England captain Joe Root celebrates after scoring a century against India at Headingley on August 26.   -  AP

It's been a while since an England batsman has played with the consistency and freedom that Joe Root is showing in the five-match Test series against India.

At Headingley, he scored his sixth Test hundred of 2021 - third of the series - to draw level with former skipper Michael Vaughan (2002) and Denis Compton (1947) for the England record of most Test centuries in a calendar year. As if that wasn't enough, he has also kept himself in sight of Mohammad Yousuf's record of 1788 Test runs in a calendar year. Root currently has 1419 and is No.1 in the ICC Test batting rankings for the first time since December 2015.

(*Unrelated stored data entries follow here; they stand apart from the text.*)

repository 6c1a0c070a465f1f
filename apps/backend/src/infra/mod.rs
//! Infrastructure layer - database, state management, and error handling.

pub mod db;
pub mod db_errors;
pub mod state;
use actix_http::Request;
use actix_web::body::BoxBody;
use actix_web::dev::{Service, ServiceResponse};
use actix_web::{test, web, App, Error};
use restaurant_api::middleware::{RequestTrace, StructuredLogger, TraceSpan};
use restaurant_api::routes;
use restaurant_api::AppState;

/// Type alias for route configuration functions
type RouteConfigFn = Box<dyn Fn(&mut web::ServiceConfig) + Send + Sync>;

/// Builder for creating test Actix service instances
pub struct TestAppBuilder {
    state: AppState,
    route_config: Option<RouteConfigFn>,
}

impl TestAppBuilder {
    pub fn new(state: AppState) -> Self {
        Self {
            state,
            route_config: None,
        }
    }

    /// Serve the same routes as `main.rs`.
    pub fn with_prod_routes(mut self) -> Self {
        self.route_config = Some(Box::new(routes::configure) as RouteConfigFn);
        self
    }

    /// Configure the app with custom routes
    pub fn with_routes<F>(mut self, config_fn: F) -> Self
    where
        F: Fn(&mut web::ServiceConfig) + Send + Sync + 'static,
    {
        self.route_config = Some(Box::new(config_fn) as RouteConfigFn);
        self
    }

    /// Build the test service. CORS is left out; every other middleware
    /// matches production order.
    pub async fn build(
        self,
    ) -> impl Service<Request, Response = ServiceResponse<BoxBody>, Error = Error> {
        let data = web::Data::new(self.state);
        let route_config = self.route_config;

        test::init_service(
            App::new()
                .wrap(StructuredLogger)
                .wrap(TraceSpan)
                .wrap(RequestTrace)
                .app_data(data)
                .configure(move |cfg| {
                    if let Some(config_fn) = &route_config {
                        config_fn(cfg);
                    }
                }),
        )
        .await
    }
}

/// Create a new test app builder with the given AppState
pub fn create_test_app(state: AppState) -> TestAppBuilder {
    TestAppBuilder::new(state)
}
use serde::{Deserialize, Serialize};
use validator::Validate;

use crate::repos::{NewRestaurant, Restaurant, RestaurantPatch};

#[derive(Debug, Clone, Default, Deserialize, Serialize, Validate)]
#[serde(rename_all = "camelCase")]
pub struct CreateRestaurantDto {
    #[serde(default)]
    #[validate(length(min = 1, max = 25, message = "'name' is required and must be at most 25 characters"))]
    pub name: String,
    #[serde(default)]
    pub description: Option<String>,
    #[serde(default)]
    pub category: Option<String>,
    #[serde(default)]
    pub has_delivery: bool,
    #[serde(default)]
    #[validate(email(message = "'contactEmail' is not a valid email address"))]
    pub contact_email: Option<String>,
    #[serde(default)]
    pub contact_number: Option<String>,
    #[serde(default)]
    #[validate(length(min = 1, max = 50, message = "'city' is required and must be at most 50 characters"))]
    pub city: String,
    #[serde(default)]
    #[validate(length(min = 1, max = 50, message = "'street' is required and must be at most 50 characters"))]
    pub street: String,
    #[serde(default)]
    pub postal_code: Option<String>,
}

impl CreateRestaurantDto {
    pub fn into_new_restaurant(self, created_by_id: i32) -> NewRestaurant {
        NewRestaurant {
            name: self.name,
            description: self.description,
            category: self.category,
            has_delivery: self.has_delivery,
            contact_email: self.contact_email,
            contact_number: self.contact_number,
            city: self.city,
            street: self.street,
            postal_code: self.postal_code,
            created_by_id: Some(created_by_id),
        }
    }
}

#[derive(Debug, Clone, Default, Deserialize, Serialize, Validate)]
#[serde(rename_all = "camelCase")]
pub struct UpdateRestaurantDto {
    #[serde(default)]
    #[validate(length(min = 1, max = 25, message = "'name' is required and must be at most 25 characters"))]
    pub name: String,
    #[serde(default)]
    pub description: Option<String>,
    #[serde(default)]
    pub has_delivery: bool,
}

impl From<UpdateRestaurantDto> for RestaurantPatch {
    fn from(dto: UpdateRestaurantDto) -> Self {
        RestaurantPatch {
            name: dto.name,
            description: dto.description,
            has_delivery: dto.has_delivery,
        }
    }
}

#[derive(Debug, Clone, PartialEq, Deserialize, Serialize)]
#[serde(rename_all = "camelCase")]
pub struct RestaurantDto {
    pub id: i32,
    pub name: String,
    pub description: Option<String>,
    pub category: Option<String>,
    pub has_delivery: bool,
    pub contact_email: Option<String>,
    pub contact_number: Option<String>,
    pub city: String,
    pub street: String,
    pub postal_code: Option<String>,
}

impl From<Restaurant> for RestaurantDto {
    fn from(r: Restaurant) -> Self {
        RestaurantDto {
            id: r.id,
            name: r.name,
            description: r.description,
            category: r.category,
            has_delivery: r.has_delivery,
            contact_email: r.contact_email,
            contact_number: r.contact_number,
            city: r.city,
            street: r.street,
            postal_code: r.postal_code,
        }
    }
}

/// Raw list-query parameters.
///
/// Kept as strings so a non-numeric `pageSize` becomes a field error from
/// the guard instead of a deserialization failure.
#[derive(Debug, Clone, Default, Deserialize, Serialize)]
#[serde(rename_all = "camelCase")]
pub struct RestaurantQuery {
    pub page_size: Option<String>,
    pub page_number: Option<String>,
    pub search_phrase: Option<String>,
    pub sort_by: Option<String>,
    pub sort_direction: Option<String>,
}

#[derive(Debug, Clone, PartialEq, Deserialize, Serialize)]
#[serde(rename_all = "camelCase")]
pub struct PagedResult<T> {
    pub items: Vec<T>,
    pub total_pages: u64,
    pub items_from: u64,
    pub items_to: u64,
    pub total_items_count: u64,
}

impl<T> PagedResult<T> {
    pub fn new(items: Vec<T>, total_items_count: u64, page_size: u32, page_number: u32) -> Self {
        let page_size = u64::from(page_size.max(1));
        let items_from = page_size * u64::from(page_number.saturating_sub(1)) + 1;
        Self {
            items,
            total_pages: total_items_count.div_ceil(page_size),
            items_from,
            items_to: items_from + page_size - 1,
            total_items_count,
        }
    }
}
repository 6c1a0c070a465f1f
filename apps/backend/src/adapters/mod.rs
//! Implementations of the repository traits.

pub mod memory;
pub mod restaurants_sea;
pub mod users_sea;

pub use memory::InMemoryStore;
pub use restaurants_sea::SeaRestaurantRepo;
pub use users_sea::SeaAccountRepo;
//! Resource-level authorization decisions.

use std::fmt;

use crate::repos::{Restaurant, Role};

#[derive(Debug, Clone, Copy, PartialEq, Eq)]
pub enum ResourceOperation {
    Create,
    Read,
    Update,
    Delete,
}

impl fmt::Display for ResourceOperation {
    fn fmt(&self, f: &mut fmt::Formatter<'_>) -> fmt::Result {
        let s = match self {
            ResourceOperation::Create => "create",
            ResourceOperation::Read => "read",
            ResourceOperation::Update => "update",
            ResourceOperation::Delete => "delete",
        };
        f.write_str(s)
    }
}

/// The authenticated user an operation runs on behalf of.
#[derive(Debug, Clone, Copy, PartialEq, Eq)]
pub struct Actor {
    pub id: i32,
    pub role: Role,
}

pub trait AuthorizationPolicy: Send + Sync {
    fn authorize(&self, actor: &Actor, restaurant: &Restaurant, operation: ResourceOperation)
        -> bool;
}

/// Anyone may create or read; only the creator may update or delete.
#[derive(Debug, Clone, Copy, Default)]
pub struct OwnerPolicy;

impl AuthorizationPolicy for OwnerPolicy {
    fn authorize(
        &self,
        actor: &Actor,
        restaurant: &Restaurant,
        operation: ResourceOperation,
    ) -> bool {
        match operation {
            ResourceOperation::Create | ResourceOperation::Read => true,
            ResourceOperation::Update | ResourceOperation::Delete => {
                restaurant.created_by_id == Some(actor.id)
            }
        }
    }
}

/// Allows everything.
#[derive(Debug, Clone, Copy, Default)]
pub struct AllowAll;

impl AuthorizationPolicy for AllowAll {
    fn authorize(&self, _: &Actor, _: &Restaurant, _: ResourceOperation) -> bool {
        true
    }
}

#[cfg(test)]
mod tests {
    use super::*;

    fn restaurant(created_by_id: Option<i32>) -> Restaurant {
        Restaurant {
            id: 1,
            name: "Bistro".into(),
            description: None,
            category: None,
            has_delivery: false,
            contact_email: None,
            contact_number: None,
            city: "Krakow".into(),
            street: "Dluga 1".into(),
            postal_code: None,
            created_by_id,
        }
    }

    const OWNER: Actor = Actor {
        id: 7,
        role: Role::Manager,
    };
    const STRANGER: Actor = Actor {
        id: 8,
        role: Role::Admin,
    };

    #[test]
    fn owner_may_modify_own_restaurant() {
        let r = restaurant(Some(7));
        for op in [
            ResourceOperation::Read,
            ResourceOperation::Update,
            ResourceOperation::Delete,
        ] {
            assert!(OwnerPolicy.authorize(&OWNER, &r, op), "{op}");
        }
    }

    #[test]
    fn others_may_only_read() {
        let r = restaurant(Some(7));
        assert!(OwnerPolicy.authorize(&STRANGER, &r, ResourceOperation::Read));
        assert!(!OwnerPolicy.authorize(&STRANGER, &r, ResourceOperation::Update));
        assert!(!OwnerPolicy.authorize(&STRANGER, &r, ResourceOperation::Delete));
    }

    #[test]
    fn orphaned_restaurants_cannot_be_modified() {
        let r = restaurant(None);
        assert!(!OwnerPolicy.authorize(&OWNER, &r, ResourceOperation::Delete));
        assert!(AllowAll.authorize(&OWNER, &r, ResourceOperation::Delete));
    }
}
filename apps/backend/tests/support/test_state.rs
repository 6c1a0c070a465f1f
//! AppState over a shared in-memory store, with cheap password hashing.

use std::sync::Arc;

use restaurant_api::auth::password::PasswordHasher;
use restaurant_api::services::accounts::AccountService;
use restaurant_api::services::authorization::AuthorizationPolicy;
use restaurant_api::{build_state, AppState, InMemoryStore, SecurityConfig};

pub const TEST_JWT_SECRET: &[u8] = b"integration-test-secret";

/// The state plus the handles tests use to seed and inspect it.
pub struct TestState {
    pub state: AppState,
    pub store: Arc<InMemoryStore>,
    pub security: SecurityConfig,
}

#[derive(Default)]
pub struct TestStateBuilder {
    store: Option<Arc<InMemoryStore>>,
    account_service: Option<Arc<dyn AccountService>>,
    authorization: Option<Arc<dyn AuthorizationPolicy>>,
}

impl TestStateBuilder {
    pub fn with_store(mut self, store: Arc<InMemoryStore>) -> Self {
        self.store = Some(store);
        self
    }

    pub fn with_account_service(mut self, service: Arc<dyn AccountService>) -> Self {
        self.account_service = Some(service);
        self
    }

    pub fn with_authorization(mut self, policy: Arc<dyn AuthorizationPolicy>) -> Self {
        self.authorization = Some(policy);
        self
    }

    pub async fn build(self) -> TestState {
        let store = self.store.unwrap_or_default();
        let security = SecurityConfig::new(TEST_JWT_SECRET);

        let mut builder = build_state()
            .with_memory_store(store.clone())
            .with_security(security.clone())
            .with_password_hasher(
                PasswordHasher::with_params(1024, 1, 1).expect("cheap argon2 params are valid"),
            );
        if let Some(service) = self.account_service {
            builder = builder.with_account_service(service);
        }
        if let Some(policy) = self.authorization {
            builder = builder.with_authorization(policy);
        }

        let state = builder.build().await.expect("memory state builds");
        TestState {
            state,
            store,
            security,
        }
    }
}

impl TestState {
    pub fn builder() -> TestStateBuilder {
        TestStateBuilder::default()
    }

    pub async fn new() -> Self {
        Self::builder().build().await
    }
}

Root's childhood coach Peter Maw attributes his ward's unstoppable run-making to a conscious change of approach with the bat. "It would appear that Joe has reset his game somewhat by losing some of the bigger-scoring shots straight down the ground that comes from the T20 playbook," says Maw. "He has focused on more careful shots both on the off and on side, deflected, driven or punched off the back foot. It has lowered the risk, especially early in his innings, and cut out the tendency to drive on the front foot to a swinging ball."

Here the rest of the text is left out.